Health chiefs are struggling to estimate demand for the rest of the year but has ‘consciously taken a conservative approach to procurement, on the basis that too much is better than too little’, the report states. 

Additionally, MPs instructed the Department of Health to set out its annual budget in ‘good time’ after it emerged that it had not allocated its £9.6billion budget for the Covid response.

Part of the ongoing Covid response is the autumn booster rollout.

The Joint Committee on Vaccination and Immunisation (JCVI) in May announced that a booster dose should be give to the over-65s, frontline NHS and social care staff, those living in care homes for older adults and over-16s who are considered at-risk from the virus.

The scheme will increase the UK’s immunity against Covid hospitalisations and deaths over winter, when the NHS is already under strain. 

However, the JCVI, which advises No10 on the rollout, said it will keep its suggestions under review. 

In light of the virus’ current resurgence, which saw Covid cases in England jump by a fifth last week to 2.7million, and concerns it could disrupt the health service’s efforts to tackle its ever-growing backlog, officials are said to be considering expanding the autumn booster campaign to cover all over-50s.
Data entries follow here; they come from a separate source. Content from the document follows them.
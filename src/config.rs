//! Конфигурация сессии: идентификация клиента и разделяемая банковская
//! информация. Ядро читает идентификационные поля и мутирует только
//! banking_information.

use crate::banking::{BankAccount, BankingInformation};

#[derive(Debug, Clone)]
pub struct FintsConfig {
    pub country_code: u32,
    pub bank_id: String,
    pub customer_id: Option<String>,
    pub user_id: Option<String>,
    pub product_id: String,
    pub product_version: String,
    /// Стартовый адрес; после переговоров BPD несёт актуальный.
    pub banking_url: String,
    pub banking_information: BankingInformation,
}

impl FintsConfig {
    pub fn new(
        country_code: u32,
        bank_id: impl Into<String>,
        banking_url: impl Into<String>,
        product_id: impl Into<String>,
        product_version: impl Into<String>,
    ) -> Self {
        FintsConfig {
            country_code,
            bank_id: bank_id.into(),
            customer_id: None,
            user_id: None,
            product_id: product_id.into(),
            product_version: product_version.into(),
            banking_url: banking_url.into(),
            banking_information: BankingInformation::new(),
        }
    }

    pub fn get_bank_account(&self, account_number: &str) -> Option<&BankAccount> {
        self.banking_information
            .upd
            .as_ref()?
            .bank_accounts
            .iter()
            .find(|a| a.account_number == account_number)
    }

    pub fn is_account_transaction_supported(&self, account_number: &str, trans_id: &str) -> bool {
        self.get_bank_account(account_number)
            .map(|a| a.allowed_transactions.iter().any(|t| t == trans_id))
            .unwrap_or(false)
    }

    /// Максимальная версия транзакции из согласованного BPD.
    pub fn get_max_supported_transaction_version(&self, trans_id: &str) -> Option<u32> {
        self.banking_information
            .bpd
            .as_ref()?
            .allowed_transactions
            .iter()
            .find(|t| t.trans_id == trans_id)?
            .versions
            .iter()
            .copied()
            .max()
    }
}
The European Centre for Disease Prevention and Control this week recommended that all over-60s and the medically vulnerable should be offered a Covid booster jab. 

The move widens the pool of those eligible, after the EU health agency in April recommended that only the over-80s should get the additional dose. The expansion was prompted by rising infections across the continent.

Stella Kyriakides, the European commissioner for health and food safety, this week warned there is ‘no time to lose’ and urged EU member states to roll out the jab to eligible groups ‘immediately’.